I landed at college a few years later, at the very moment the number of female undergraduates nationally reached parity with that of men--though my school was still 3-to-2 male. Like my peers, I suspect, for every pterodactyl who thought I had no business being there, I found three gentle mentors who smoothed the way.
But a gender gap has reopened: if girls were once excluded because they somehow weren't good enough, they now are rejected because they're too good. Or at least they are so good, compared with boys, that admissions committees at some private colleges have problems managing a balanced freshman class. Roughly 58% of undergraduates nationally are female, and the girl-boy ratio will probably tip past 60-40 in a few years. The divide is even worse for black males, who are outnumbered on campus by black females 2 to 1.

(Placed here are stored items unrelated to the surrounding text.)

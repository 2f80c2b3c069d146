//! Runtime validation of untyped values.
//!
//! Cached values and data-source responses are untrusted JSON. A [`Decoder`]
//! turns such a value into a typed result or explains why it cannot.
//!
//! ```
//! use query_kit::decoder::{Decoder, Json};
//! use serde::Deserialize;
//! use serde_json::json;
//!
//! #[derive(Deserialize)]
//! struct License {
//!     id: u32,
//!     title: String,
//! }
//!
//! let decoder = Json::<License>::named("License");
//! assert!(decoder.decode(&json!({"id": 1, "title": "title"})).is_ok());
//! assert!(decoder.decode(&json!({"id": 1, "titl": "wrong-field"})).is_err());
//! ```

use serde::de::DeserializeOwned;
use serde_json::Value;
use std::fmt;
use std::marker::PhantomData;

/// One reason a value was rejected.
#[derive(Debug, Clone, PartialEq, Eq)]
pub struct ValidationError {
    /// Where in the value the problem is; `"$"` for the root.
    pub path: String,
    pub message: String,
}

impl ValidationError {
    pub fn new(path: impl Into<String>, message: impl Into<String>) -> Self {
        ValidationError {
            path: path.into(),
            message: message.into(),
        }
    }

    pub fn root(message: impl Into<String>) -> Self {
        Self::new("$", message)
    }
}

impl fmt::Display for ValidationError {
    fn fmt(&self, f: &mut fmt::Formatter<'_>) -> fmt::Result {
        write!(f, "Invalid value at \"{}\": {}", self.path, self.message)
    }
}

/// Render validation errors the way they appear in error events.
pub fn report(errors: &[ValidationError]) -> Vec<String> {
    errors.iter().map(ToString::to_string).collect()
}

/// Validates an untyped value and converts it to `T`.
pub trait Decoder<T>: Send + Sync {
    /// Identity of the decoder, recorded in diagnostics.
    fn name(&self) -> String;

    /// Decode `raw`.
    ///
    /// # Errors
    /// Returns every validation failure that was found.
    fn decode(&self, raw: &Value) -> Result<T, Vec<ValidationError>>;
}

/// Accepts anything and returns it unchanged.
///
/// Queries over untyped data use `type Result = Value` with this decoder.
/// Such caches cannot detect corruption.
#[derive(Clone, Copy, Debug, Default)]
pub struct Unknown;

impl Decoder<Value> for Unknown {
    fn name(&self) -> String {
        "unknown".to_string()
    }

    fn decode(&self, raw: &Value) -> Result<Value, Vec<ValidationError>> {
        Ok(raw.clone())
    }
}

/// Decodes through `serde`.
pub struct Json<T> {
    name: String,
    _marker: PhantomData<fn() -> T>,
}

impl<T> Json<T> {
    /// Decoder named after the Rust type, module paths stripped.
    pub fn new() -> Self {
        Self::named(short_type_name(std::any::type_name::<T>()))
    }

    pub fn named(name: impl Into<String>) -> Self {
        Json {
            name: name.into(),
            _marker: PhantomData,
        }
    }
}

/// `alloc::vec::Vec<app::License>` becomes `Vec<License>`.
fn short_type_name(full: &str) -> String {
    let mut out = String::with_capacity(full.len());
    let mut path = String::new();
    for c in full.chars() {
        if c.is_alphanumeric() || c == '_' || c == ':' {
            path.push(c);
        } else {
            out.push_str(last_segment(&path));
            path.clear();
            out.push(c);
        }
    }
    out.push_str(last_segment(&path));
    out
}

fn last_segment(path: &str) -> &str {
    path.rsplit("::").next().unwrap_or(path)
}

impl<T> Default for Json<T> {
    fn default() -> Self {
        Self::new()
    }
}

impl<T: DeserializeOwned> Decoder<T> for Json<T> {
    fn name(&self) -> String {
        self.name.clone()
    }

    fn decode(&self, raw: &Value) -> Result<T, Vec<ValidationError>> {
        T::deserialize(raw).map_err(|e| vec![ValidationError::root(e.to_string())])
    }
}

/// Wraps a decoder so that JSON `null` decodes to `None`.
///
/// Most lookups against the legacy backend return `null` for unknown ids.
pub struct Nullable<D> {
    inner: D,
}

impl<D> Nullable<D> {
    pub fn new(inner: D) -> Self {
        Nullable { inner }
    }
}

impl<T, D: Decoder<T>> Decoder<Option<T>> for Nullable<D> {
    fn name(&self) -> String {
        format!("{} | null", self.inner.name())
    }

    fn decode(&self, raw: &Value) -> Result<Option<T>, Vec<ValidationError>> {
        if raw.is_null() {
            Ok(None)
        } else {
            self.inner.decode(raw).map(Some)
        }
    }
}

/// Narrows another decoder with a predicate.
///
/// Used with `Query::query_with_decoder` to read a subset of what a query
/// normally accepts, e.g. only licenses of one instance.
pub struct Refine<D, F> {
    inner: D,
    name: String,
    check: F,
}

impl<D, F> Refine<D, F> {
    pub fn new(inner: D, name: impl Into<String>, check: F) -> Self {
        Refine {
            inner,
            name: name.into(),
            check,
        }
    }
}

impl<T, D, F> Decoder<T> for Refine<D, F>
where
    D: Decoder<T>,
    F: Fn(&T) -> Result<(), String> + Send + Sync,
{
    fn name(&self) -> String {
        self.name.clone()
    }

    fn decode(&self, raw: &Value) -> Result<T, Vec<ValidationError>> {
        let value = self.inner.decode(raw)?;
        (self.check)(&value).map_err(|msg| vec![ValidationError::root(msg)])?;
        Ok(value)
    }
}

#[cfg(test)]
mod tests {
    use super::*;
    use serde::Deserialize;
    use serde_json::json;

    #[derive(Debug, Deserialize, PartialEq)]
    struct License {
        id: u32,
        title: String,
    }

    #[test]
    fn test_unknown_accepts_everything() {
        for raw in [json!(null), json!(1), json!({"any": ["thing"]})] {
            assert_eq!(Unknown.decode(&raw), Ok(raw.clone()));
        }
    }

    #[test]
    fn test_json_decoder_name_of_generic_type() {
        assert_eq!(Json::<Vec<License>>::new().name(), "Vec<License>");
        assert_eq!(Json::<Option<String>>::new().name(), "Option<String>");
        assert_eq!(
            Json::<std::collections::HashMap<String, License>>::new().name(),
            "HashMap<String, License>"
        );
    }

    #[test]
    fn test_json_decoder_reports_missing_field() {
        let decoder = Json::<License>::new();
        assert_eq!(decoder.name(), "License");

        let errors = decoder
            .decode(&json!({"id": 1, "titl": "wrong-field"}))
            .expect_err("must fail");
        assert_eq!(errors.len(), 1);
        assert_eq!(errors[0].path, "$");
        assert!(errors[0].message.contains("title"), "{}", errors[0]);
    }

    #[test]
    fn test_nullable_decoder() {
        let decoder = Nullable::new(Json::<License>::named("License"));
        assert_eq!(decoder.name(), "License | null");
        assert_eq!(decoder.decode(&Value::Null), Ok(None));
        assert_eq!(
            decoder.decode(&json!({"id": 2, "title": "t"})),
            Ok(Some(License {
                id: 2,
                title: "t".to_string()
            }))
        );
        assert!(decoder.decode(&json!("nope")).is_err());
    }

    #[test]
    fn test_refine_decoder() {
        let decoder = Refine::new(Json::<License>::new(), "EvenLicense", |l: &License| {
            if l.id % 2 == 0 {
                Ok(())
            } else {
                Err(format!("license {} has an odd id", l.id))
            }
        });

        assert!(decoder.decode(&json!({"id": 2, "title": "t"})).is_ok());
        let errors = decoder
            .decode(&json!({"id": 3, "title": "t"}))
            .expect_err("must fail");
        assert_eq!(
            report(&errors),
            vec!["Invalid value at \"$\": license 3 has an odd id"]
        );
    }
}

While educators debate whether there is a "boy crisis" that warrants a wholesale change in how to teach, colleges are quietly stripping the pastels from brochures and launching Xbox tournaments to try to close the gap in the quality and quantity of boys applying. "It's a gross generalization that slacker boys get in over high-performing girls," says Jennifer Delahunty, dean of admissions at Kenyon College, "but developmentally, girls bring more to the table than boys, and the disparity has gotten greater in recent years."
Of course, admitting this is taboo, as Delahunty learned two years ago. She was in marathon committee meetings, stacking glorious girls on the waiting list while less accomplished boys wiggled through, when she got an e-mail informing her that her own daughter had been wait-listed. The experience inspired her to write a confessional Op-Ed, "To All the Girls I've Rejected," for the New York Times, responses to which lit up her inbox. "It pissed off the feminists and the misogynists--I got both sides of the spectrum," she told me. "The misogynists said women already have too many advantages. And the feminists said, How dare you not treat women like men." But what most amazed her was the reaction of young women: by and large, they assumed this is just how things work. "Why aren't they marching in the streets? That's the part that slays me," Delahunty says. "It isn't fair, and young women should be saying something about it not being fair."
But when it comes to private-college admissions, the law is murky, the process opaque, the needs of the institution primary. This includes ensuring that the freshman class is not 70-30 female, because that makes the school less attractive to male and female applicants alike. U.S. News & World Report found that the admissions rate of men at the College of William and Mary, for example, was an average of 12 percentage points higher than that of women--because, as the admissions director memorably told the magazine, "even women who enroll ... expect to see men on campus. It's not the College of Mary and Mary; it's the College of William and Mary."
But the gap persists on campus, where women tend to win more honors, join more clubs, do more volunteer work. "We sit and talk about why no men are applying for leadership roles," says Jason Zelesky, associate dean of students at Clark University in Massachusetts, which is 60-40 female. "Do we need to concentrate more on traditional masculine words--'Be a leader on campus,' as opposed to 'Come join our team'?" He's launching a "men helping men" support program to help boys adjust to their minority status.
I wonder if there's a price boys pay for the "soft bigotry of low expectations." The college deans I talked to worry that there is some message boys are not receiving, role models they are missing, that speaks to the importance of an education both broad and deep. "I found it harder to talk to guys in interviews, even after 40 years," says Haverford dean Greg Kannerstein, "because they seem narrower in their interests than the women." He wonders if schools and parents have wrapped boys in cotton, focused on "support" at the expense of accountability. "For a long time, guys were left on their own, which was not so great either," he says. "Now maybe we're shielding them a little too much." That would be the crowning irony, if it turns out that girls emerge stronger somehow from having the game rigged against them.